//! Deterministic stand-ins for the Gemini services.

use crate::error::{RagError, Result};
use crate::llm::{EmbeddingService, GenerationService, TaskType};
use std::collections::VecDeque;
use std::sync::Mutex;
use std::sync::atomic::{AtomicUsize, Ordering};

type EmbedFn = Box<dyn Fn(&str) -> Option<Vec<f32>> + Send + Sync>;

/// Embeds text with a closure; `None` from the closure is a service failure.
pub struct MockEmbedder {
    embed_fn: EmbedFn,
    document_calls: AtomicUsize,
    query_calls: AtomicUsize,
}

impl MockEmbedder {
    pub fn new(embed_fn: impl Fn(&str) -> Option<Vec<f32>> + Send + Sync + 'static) -> Self {
        Self {
            embed_fn: Box::new(embed_fn),
            document_calls: AtomicUsize::new(0),
            query_calls: AtomicUsize::new(0),
        }
    }

    pub fn constant(vector: Vec<f32>) -> Self {
        Self::new(move |_| Some(vector.clone()))
    }

    pub fn document_calls(&self) -> usize {
        self.document_calls.load(Ordering::SeqCst)
    }

    pub fn query_calls(&self) -> usize {
        self.query_calls.load(Ordering::SeqCst)
    }
}

impl EmbeddingService for MockEmbedder {
    async fn embed(&self, text: &str, task: TaskType) -> Result<Vec<f32>> {
        match task {
            TaskType::RetrievalDocument => self.document_calls.fetch_add(1, Ordering::SeqCst),
            TaskType::RetrievalQuery => self.query_calls.fetch_add(1, Ordering::SeqCst),
        };
        (self.embed_fn)(text).ok_or_else(|| RagError::LlmApi("mock embedding failure".to_string()))
    }
}

/// Replays scripted responses in order and records every prompt.
///
/// `None` entries are failures; once the script runs out every call fails.
pub struct MockGenerator {
    responses: Mutex<VecDeque<Option<String>>>,
    prompts: Mutex<Vec<String>>,
    json_calls: AtomicUsize,
}

impl MockGenerator {
    pub fn new(responses: impl IntoIterator<Item = Option<String>>) -> Self {
        Self {
            responses: Mutex::new(responses.into_iter().collect()),
            prompts: Mutex::new(Vec::new()),
            json_calls: AtomicUsize::new(0),
        }
    }

    pub fn scripted<S: Into<String>>(responses: impl IntoIterator<Item = S>) -> Self {
        Self::new(responses.into_iter().map(|r| Some(r.into())))
    }

    pub fn failing() -> Self {
        Self::new([])
    }

    pub fn prompts(&self) -> Vec<String> {
        self.prompts.lock().unwrap().clone()
    }

    pub fn json_calls(&self) -> usize {
        self.json_calls.load(Ordering::SeqCst)
    }

    fn next(&self, prompt: &str) -> Result<String> {
        self.prompts.lock().unwrap().push(prompt.to_string());
        self.responses
            .lock()
            .unwrap()
            .pop_front()
            .flatten()
            .ok_or_else(|| RagError::LlmApi("mock generation failure".to_string()))
    }
}

impl GenerationService for MockGenerator {
    async fn generate(&self, prompt: &str) -> Result<String> {
        self.next(prompt)
    }

    async fn generate_json(&self, prompt: &str, _schema: &serde_json::Value) -> Result<String> {
        self.json_calls.fetch_add(1, Ordering::SeqCst);
        self.next(prompt)
    }
}
//! Corpus and query embedding with an on-disk cache.
//!
//! The cache has three states: absent, computing, persisted. Once the file
//! exists it is loaded as-is on every run; there is no staleness check against
//! the document, so changing the document or the chunking requires deleting
//! the embedding cache file.

use crate::chunker::Chunk;
use crate::error::{RagError, Result};
use crate::llm::{EmbeddingService, TaskType};
use crate::persistence::{cache_exists, load, save};
use std::path::Path;
use tracing::{info, warn};

/// How the corpus embeddings were obtained.
#[derive(Debug, Clone, Copy, PartialEq, Eq)]
pub enum CacheState {
    /// Read from an existing cache file.
    Loaded,
    /// Computed with the embedding service and written to the cache file.
    Built,
}

/// A vector of `dimension` zeros, used when embedding a chunk fails.
pub fn zero_vector(dimension: usize) -> Vec<f32> {
    vec![0.0; dimension]
}

/// Embed every chunk one at a time.
///
/// A failed call, or a vector of the wrong dimension, gives that chunk a zero
/// vector instead of aborting the batch.
pub async fn embed_chunks<E: EmbeddingService>(
    service: &E,
    chunks: &[Chunk],
    dimension: usize,
) -> Vec<Vec<f32>> {
    let mut embeddings = Vec::with_capacity(chunks.len());

    for chunk in chunks {
        let vector = match service.embed(&chunk.text, TaskType::RetrievalDocument).await {
            Ok(vector) if vector.len() == dimension => vector,
            Ok(vector) => {
                warn!(
                    chunk = chunk.index,
                    expected = dimension,
                    got = vector.len(),
                    "embedding has wrong dimension, using zero vector"
                );
                zero_vector(dimension)
            }
            Err(e) => {
                warn!(chunk = chunk.index, error = %e, "embedding failed, using zero vector");
                zero_vector(dimension)
            }
        };
        embeddings.push(vector);
    }

    embeddings
}

/// Load the corpus embeddings from `path`, or compute and persist them.
///
/// A loaded cache must have one vector per chunk.
pub async fn load_or_build<E: EmbeddingService>(
    service: &E,
    chunks: &[Chunk],
    dimension: usize,
    path: &Path,
) -> Result<(Vec<Vec<f32>>, CacheState)> {
    if cache_exists(path) {
        let embeddings: Vec<Vec<f32>> = load(path)?;
        if embeddings.len() != chunks.len() {
            return Err(RagError::CacheMismatch {
                path: path.to_path_buf(),
                chunks: chunks.len(),
                embeddings: embeddings.len(),
            });
        }
        info!(path = %path.display(), count = embeddings.len(), "loaded embeddings from cache");
        return Ok((embeddings, CacheState::Loaded));
    }

    info!(count = chunks.len(), "creating embeddings, this takes a while");
    let embeddings = embed_chunks(service, chunks, dimension).await;
    save(&embeddings, path)?;
    info!(path = %path.display(), "embeddings cached");

    Ok((embeddings, CacheState::Built))
}

/// Embed a user question. Failures are returned to the caller.
pub async fn embed_query<E: EmbeddingService>(
    service: &E,
    query: &str,
    dimension: usize,
) -> Result<Vec<f32>> {
    let vector = service.embed(query, TaskType::RetrievalQuery).await?;
    if vector.len() != dimension {
        return Err(RagError::LlmParse(format!(
            "query embedding has dimension {}, expected {}",
            vector.len(),
            dimension
        )));
    }
    Ok(vector)
}

#[cfg(test)]
mod tests {
    use super::*;
    use crate::test_support::MockEmbedder;
    use tempfile::TempDir;

    fn chunks(texts: &[&str]) -> Vec<Chunk> {
        texts
            .iter()
            .enumerate()
            .map(|(index, t)| Chunk {
                index,
                start: index,
                text: t.to_string(),
            })
            .collect()
    }

    #[tokio::test]
    async fn test_failed_chunk_gets_zero_vector() {
        let embedder = MockEmbedder::new(|text| match text {
            "broken" => None,
            "short" => Some(vec![1.0]),
            _ => Some(vec![1.0, 2.0, 3.0]),
        });
        let chunks = chunks(&["fine", "broken", "short", "fine again"]);

        let embeddings = embed_chunks(&embedder, &chunks, 3).await;

        assert_eq!(embeddings.len(), 4);
        assert_eq!(embeddings[0], vec![1.0, 2.0, 3.0]);
        assert_eq!(embeddings[1], zero_vector(3));
        assert_eq!(embeddings[2], zero_vector(3));
        assert_eq!(embeddings[3], vec![1.0, 2.0, 3.0]);
        assert_eq!(embedder.document_calls(), 4);
    }

    #[tokio::test]
    async fn test_cache_hit_skips_embedding_service() {
        let dir = TempDir::new().unwrap();
        let path = dir.path().join("embeddings.bin");
        let chunks = chunks(&["a", "b", "c"]);

        let first = MockEmbedder::constant(vec![0.5, 0.5]);
        let (built, state) = load_or_build(&first, &chunks, 2, &path).await.unwrap();
        assert_eq!(state, CacheState::Built);
        assert_eq!(first.document_calls(), 3);

        let second = MockEmbedder::constant(vec![9.0, 9.0]);
        let (loaded, state) = load_or_build(&second, &chunks, 2, &path).await.unwrap();
        assert_eq!(state, CacheState::Loaded);
        assert_eq!(second.document_calls(), 0);
        assert_eq!(loaded, built);
    }

    #[tokio::test]
    async fn test_misaligned_cache_is_rejected() {
        let dir = TempDir::new().unwrap();
        let path = dir.path().join("embeddings.bin");
        save(&vec![vec![1.0f32, 0.0]; 2], &path).unwrap();

        let embedder = MockEmbedder::constant(vec![1.0, 0.0]);
        let result = load_or_build(&embedder, &chunks(&["a", "b", "c"]), 2, &path).await;

        assert!(matches!(
            result,
            Err(RagError::CacheMismatch {
                chunks: 3,
                embeddings: 2,
                ..
            })
        ));
        assert_eq!(embedder.document_calls(), 0);
    }

    #[tokio::test]
    async fn test_query_uses_query_task_type_and_propagates_failure() {
        let embedder = MockEmbedder::new(|text| (text != "fail").then(|| vec![0.0, 1.0]));

        let vector = embed_query(&embedder, "question", 2).await.unwrap();
        assert_eq!(vector, vec![0.0, 1.0]);
        assert_eq!(embedder.query_calls(), 1);
        assert_eq!(embedder.document_calls(), 0);

        assert!(embed_query(&embedder, "fail", 2).await.is_err());
        assert!(embed_query(&embedder, "question", 3).await.is_err());
    }
}
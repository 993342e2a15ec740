//! Evaluation CLI: grades the chatbot's answers against reference answers.
//!
//! Usage:
//!   rag-eval run <document>                # Built-in validation set
//!   rag-eval run <document> --dataset f    # Custom JSON validation set
//!   rag-eval report                        # Render the saved results
//!
//! Options:
//!   --output <path>    # Where to save results / the markdown report
//!   -v                 # Log progress (-vv for debug)

use anyhow::{Context, Result};
use clap::{Parser, Subcommand};
use doc_rag_chatbot::config::Config;
use doc_rag_chatbot::document::Document;
use doc_rag_chatbot::eval::{
    EvaluationRecord, Evaluator, ScoreTally, ValidationSet, render_terminal, summary_line,
    write_markdown,
};
use doc_rag_chatbot::llm::{GeminiClient, Prompts};
use doc_rag_chatbot::persistence::{cache_exists, load, save};
use doc_rag_chatbot::session::RagSession;
use std::path::PathBuf;
use std::time::Instant;
use tracing::Level;
use tracing_subscriber::FmtSubscriber;

#[derive(Parser)]
#[command(name = "rag-eval")]
#[command(about = "Evaluate the document chatbot with an LLM grader", long_about = None)]
struct Cli {
    #[command(subcommand)]
    command: Commands,

    /// Verbosity level
    #[arg(short, long, global = true, action = clap::ArgAction::Count)]
    verbose: u8,
}

#[derive(Subcommand)]
enum Commands {
    /// Answer and grade every question in a validation set
    Run {
        /// Path to the document (PDF or text file)
        document: PathBuf,

        /// Custom validation set (JSON); defaults to the built-in set
        #[arg(short, long)]
        dataset: Option<PathBuf>,

        /// Save results to this file (defaults to the cache directory)
        #[arg(short, long)]
        output: Option<PathBuf>,
    },

    /// Print saved results and write them as a markdown report
    Report {
        /// Results file written by `run`
        #[arg(short, long)]
        input: Option<PathBuf>,

        /// Markdown report path (defaults to the cache directory)
        #[arg(short, long)]
        output: Option<PathBuf>,
    },
}

#[tokio::main]
async fn main() -> Result<()> {
    dotenvy::dotenv().ok();
    let cli = Cli::parse();

    let log_level = match cli.verbose {
        0 => Level::WARN,
        1 => Level::INFO,
        2 => Level::DEBUG,
        _ => Level::TRACE,
    };
    let subscriber = FmtSubscriber::builder()
        .with_max_level(log_level)
        .with_writer(std::io::stderr)
        .finish();
    tracing::subscriber::set_global_default(subscriber)?;

    let config = Config::load().context("Failed to load configuration")?;

    match cli.command {
        Commands::Run {
            document,
            dataset,
            output,
        } => cmd_run(config, document, dataset, output).await,
        Commands::Report { input, output } => cmd_report(config, input, output),
    }
}

async fn cmd_run(
    config: Config,
    document_path: PathBuf,
    dataset: Option<PathBuf>,
    output: Option<PathBuf>,
) -> Result<()> {
    config.validate().context("Invalid configuration")?;

    println!("Gemini API Base: {}", config.llm.api_base);
    println!("Gemini Model: {}", config.llm.model);

    let set = match &dataset {
        Some(path) => {
            println!("Loading validation set from {:?}...", path);
            ValidationSet::load_json(path)?
        }
        None => {
            println!("Using built-in validation set...");
            ValidationSet::builtin()
        }
    };
    if set.is_empty() {
        anyhow::bail!("Validation set '{}' has no questions", set.name);
    }
    println!("Validation set: {} ({} items)", set.name, set.len());

    let output_path = output.unwrap_or_else(|| config.cache.results_path());
    let report_path = config.cache.report_path();
    let labels = Prompts::new(config.rag.language).labels();

    let document = Document::load(&document_path).context("Failed to load document")?;
    let client = GeminiClient::new(config.llm.clone());
    let session = RagSession::open(config, &document, client.clone(), client)
        .await
        .context("Failed to prepare document index")?;

    let start = Instant::now();
    let total = set.len();
    println!("\n{}", "─".repeat(60));

    let summary = Evaluator::new(&session)
        .run(&set, |i, record: &EvaluationRecord| {
            let status = match (&record.error, record.score) {
                (Some(error), _) => format!("failed: {}", error),
                (None, Some(score)) => format!("{}: {}", labels.score, score),
                (None, None) => "no score".to_string(),
            };
            println!("[{}/{}] {} ({})", i + 1, total, record.question, status);
        })
        .await;

    println!("{}", "─".repeat(60));
    println!(
        "Evaluated {} questions in {:.2?} ({} scored, {} failed)",
        summary.records.len(),
        start.elapsed(),
        summary.tally.score_count,
        summary.failed_cases()
    );
    println!("{}", summary_line(summary.average(), &labels));

    save(&summary.records, &output_path).context("Failed to save results")?;
    println!("\nResults saved to {:?}", output_path);

    write_markdown(&summary.records, &labels, &report_path).context("Failed to write report")?;
    println!("Report saved to {:?}", report_path);

    Ok(())
}

fn cmd_report(config: Config, input: Option<PathBuf>, output: Option<PathBuf>) -> Result<()> {
    let input_path = input.unwrap_or_else(|| config.cache.results_path());
    let output_path = output.unwrap_or_else(|| config.cache.report_path());

    if !cache_exists(&input_path) {
        anyhow::bail!(
            "Results not found at '{}'. Run 'run' command first.",
            input_path.display()
        );
    }

    let records: Vec<EvaluationRecord> = load(&input_path).context("Failed to load results")?;
    let labels = Prompts::new(config.rag.language).labels();

    print!("{}", render_terminal(&records, &labels));
    println!(
        "{}",
        summary_line(ScoreTally::from_records(&records).average(), &labels)
    );

    write_markdown(&records, &labels, &output_path).context("Failed to write report")?;
    println!("\nReport saved to {:?}", output_path);

    Ok(())
}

++++

-- Directions for this task --
Among the lines above, which ones include the word "bail"? Copy them.

-- Written solution --
        anyhow::bail!("Validation set '{}' has no questions", set.name);
        anyhow::bail!(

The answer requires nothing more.